# Disposal of sharps when abroad



## jaxwill (Feb 26, 2011)

Hi, I'm new here so please forgive me if I sound stupid.  My other half has just been diagnosed with type 2 diabetes and we are about to go on holiday to Malta.  He doesn't have to deal with injections but he does have those finger pricky needle thingies and we wondered how we are meant to dispose of them when we're on holiday?  We have a small sharps bin at home.  We're only going to Malta so it's a short flight and he won't have anything to dispose of until we get there.  I just want to make sure we are acting responsibly.


----------



## Fandange (Feb 26, 2011)

Hi,
I bought some small sharps bin for travelling. Also, if you need to use anything on the plane, they will have a sharps bin you can use and they will dispose of it for you.
Have a great trip!


----------



## Nicky1970 (Feb 26, 2011)

You can buy a travel size sharps bin here.
Just a thought, you may need a letter from the GP or nurse stating why your husband is carrying lancets.


----------



## Northerner (Feb 26, 2011)

Hi Jaxwill, welcome to the forum  I would do as the others have suggested and purchase a small sharps bin. There are some people here (naming no names and admitting nothing personally!) who use the same lancet more than once, so depending on how long you are away there may be nothing to dispose of! Not that I am advocating that if your husband is one of those people who use a new lancet every time, which is the recommended option 

Hope you enjoy your holiday! If there is any way we can help you and your husband with his diabetes, please let us know and we'll be happy to do what we can


----------



## Copepod (Feb 26, 2011)

Welcome Jaxwill.

A 35mm film cannister or old tablet bottle is ideal for holding small amounts of sharps. Even a travel sharps bin is much bulkier. A 35mm cannister holds at least 12 lancets. Then unload when you get home.


----------



## shiv (Feb 26, 2011)

I use an empty drinks bottle (500ml size usually) that I buy wherever I land. Once I've finished with it, I screw the lid back on and tape it up, and it's fine to go in a normal bin.


----------



## Steff (Feb 26, 2011)

Hi and welcome to the forum


----------



## Ergates (Feb 26, 2011)

shiv said:


> I use an empty drinks bottle (500ml size usually) that I buy wherever I land.

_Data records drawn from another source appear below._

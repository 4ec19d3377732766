//! Markdown report rendering.
//!
//! A pure function of the final snapshot: findings with severity icons and
//! ready-to-apply update blocks, diagrams in mermaid fences, collapsible
//! agent-output and error appendices.

use crate::channels::RunError;
use crate::model::{AgentOutput, Finding, Severity};
use crate::state::StateSnapshot;

/// Hidden marker the publisher prepends so re-runs can find and update the
/// previous comment.
pub const COMMENT_MARKER: &str = "<!-- docsmith-analysis -->";

fn severity_icon(severity: Severity) -> &'static str {
    match severity {
        Severity::Critical => ":red_circle:",
        Severity::High => ":orange_circle:",
        Severity::Medium => ":yellow_circle:",
        Severity::Low => ":white_circle:",
        Severity::Info => ":blue_circle:",
    }
}

fn code_block(code: &str, language: &str) -> String {
    format!("```{language}\n{code}\n```")
}

fn collapsible(summary: &str, content: &str) -> String {
    format!("<details>\n<summary>{summary}</summary>\n\n{content}\n\n</details>")
}

/// Markdown table with columns padded to their widest cell.
fn format_table(headers: &[&str], rows: &[Vec<String>]) -> String {
    if headers.is_empty() {
        return String::new();
    }
    let mut widths: Vec<usize> = headers.iter().map(|h| h.len()).collect();
    for row in rows {
        for (i, cell) in row.iter().enumerate() {
            if i < widths.len() {
                widths[i] = widths[i].max(cell.len());
            }
        }
    }

    let pad = |s: &str, w: usize| format!("{s:<w$}");
    let header_row = format!(
        "| {} |",
        headers
            .iter()
            .enumerate()
            .map(|(i, h)| pad(h, widths[i]))
            .collect::<Vec<_>>()
            .join(" | ")
    );
    let separator = format!(
        "| {} |",
        widths.iter().map(|w| "-".repeat(*w)).collect::<Vec<_>>().join(" | ")
    );
    let mut lines = vec![header_row, separator];
    for row in rows {
        lines.push(format!(
            "| {} |",
            row.iter()
                .enumerate()
                .map(|(i, cell)| if i < widths.len() { pad(cell, widths[i]) } else { cell.clone() })
                .collect::<Vec<_>>()
                .join(" | ")
        ));
    }
    lines.join("\n")
}

fn format_finding(finding: &Finding) -> String {
    let mut parts = vec![format!(
        "### {} {}",
        severity_icon(finding.severity),
        finding.title
    )];

    let mut location = Vec::new();
    if let Some(path) = &finding.file_path {
        location.push(format!("`{path}`"));
    }
    if let Some(section) = &finding.target_section {
        location.push(format!("→ **{section}**"));
    }
    if !location.is_empty() {
        parts.push(location.join(" "));
    }

    parts.push(String::new());
    parts.push(finding.description.clone());

    if let Some(update) = &finding.recommended_update {
        parts.push(String::new());
        parts.push("**Recommended Update:**".to_string());
        parts.push(code_block(update.trim(), "markdown"));
    }

    if let Some(diagram) = &finding.diagram {
        parts.push(String::new());
        parts.push(code_block(diagram.trim(), "mermaid"));
    }

    parts.join("\n")
}

fn severity_summary(findings: &[Finding]) -> String {
    let mut counts = [0usize; 5];
    for finding in findings {
        counts[finding.severity.rank() as usize] += 1;
    }
    let rows: Vec<Vec<String>> = [
        Severity::Critical,
        Severity::High,
        Severity::Medium,
        Severity::Low,
        Severity::Info,
    ]
    .iter()
    .filter(|s| counts[s.rank() as usize] > 0)
    .map(|s| {
        vec![
            format!("{} {}", severity_icon(*s), s),
            counts[s.rank() as usize].to_string(),
        ]
    })
    .collect();
    format_table(&["Severity", "Count"], &rows)
}

fn format_agent_output(output: &AgentOutput) -> String {
    let mut content = vec![output.summary.clone()];
    if let Some(suggested) = &output.suggested_content {
        content.push(String::new());
        content.push(code_block(suggested.trim(), "markdown"));
    }
    if let Some(diagram) = &output.diagram {
        content.push(String::new());
        content.push(code_block(diagram.trim(), "mermaid"));
    }
    collapsible(
        &format!("Output from {}", output.agent),
        &content.join("\n"),
    )
}

fn format_errors(errors: &[RunError]) -> String {
    let listing = errors
        .iter()
        .map(|e| format!("- {e}"))
        .collect::<Vec<_>>()
        .join("\n");
    collapsible(
        &format!("{} error(s) during analysis", errors.len()),
        &listing,
    )
}

/// Renders the full report for a finished run.
#[must_use]
pub fn render(snapshot: &StateSnapshot) -> String {
    let mut sections: Vec<String> = vec!["# Documentation Analysis".to_string()];

    if let Some(meta) = &snapshot.change_metadata {
        sections.push(format!(
            "**{}/{}#{} — {}**",
            meta.owner, meta.repo, meta.number, meta.title
        ));
    }

    if snapshot.findings.is_empty() {
        sections.push("No documentation issues found. :tada:".to_string());
    } else {
        sections.push(format!(
            "Found **{}** documentation issue(s).",
            snapshot.findings.len()
        ));
        sections.push(severity_summary(&snapshot.findings));
        sections.push("## Findings".to_string());
        for finding in &snapshot.findings {
            sections.push(format_finding(finding));
        }
    }

    if !snapshot.validation_passed {
        sections.push(format!(
            "_Validation did not pass after {} analysis attempt(s); results may be incomplete._",
            snapshot.retry_count
        ));
    }

    if !snapshot.agent_outputs.is_empty() {
        sections.push("## Details".to_string());
        for output in &snapshot.agent_outputs {
            sections.push(format_agent_output(output));
        }
    }

    if !snapshot.errors.is_empty() {
        sections.push(format_errors(&snapshot.errors));
    }

    sections.join("\n\n")
}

Once I've finished with it, I screw the lid back on and tape it up, and it's fine to go in a normal bin.



I like this idea!


----------



## Alan S (Feb 27, 2011)

jaxwill said:


> Hi, I'm new here so please forgive me if I sound stupid.  My other half has just been diagnosed with type 2 diabetes and we are about to go on holiday to Malta.  He doesn't have to deal with injections but he does have those finger pricky needle thingies and we wondered how we are meant to dispose of them when we're on holiday?  We have a small sharps bin at home.  We're only going to Malta so it's a short flight and he won't have anything to dispose of until we get there.  I just want to make sure we are acting responsibly.



There are two parts to my answer.

First, on the rare occasions that I bother changing lancets when I travel, I usually poke them back into their top cap (from the new one) so that the sharp point is protected. Then I either toss it in the bin or keep it in an empty test strips container. I feel no guilt about that, because the possibility of someone poking themselves on it is very remote with the end covered, apart from the fact I have no contagious diseases. Just incurable ones 

The second part is related to that mention of rare occasions. This clarifies my position on that: *St Swithun's Day*


----------



## Lizzzie (Feb 27, 2011)

You're supposed to change lancets every finger-prick?  Crikey..... been doing it once a week at most frequent.... clearly I'm one of such people Northy's talking about!

Definitely belong to the sticking-them-into-the-cap-you-just-took-off-the-replacement-lancet brigade, you could even put these into a small tin / box and dispose of them in a real sharps bin when you get home.


----------



## shiv (Feb 27, 2011)

Lizzie, when I was younger noone ever told me to change lancets each time, so quite often it would literally be months before I would change it. Now I try to change it a couple of times a week but it's hard breaking 20 years of habit!


----------



## Alan S (Feb 27, 2011)

shiv said:


> Lizzie, when I was younger noone ever told me to change lancets each time, so quite often it would literally be months before I would change it. Now I try to change it a couple of times a week but it's hard breaking 20 years of habit!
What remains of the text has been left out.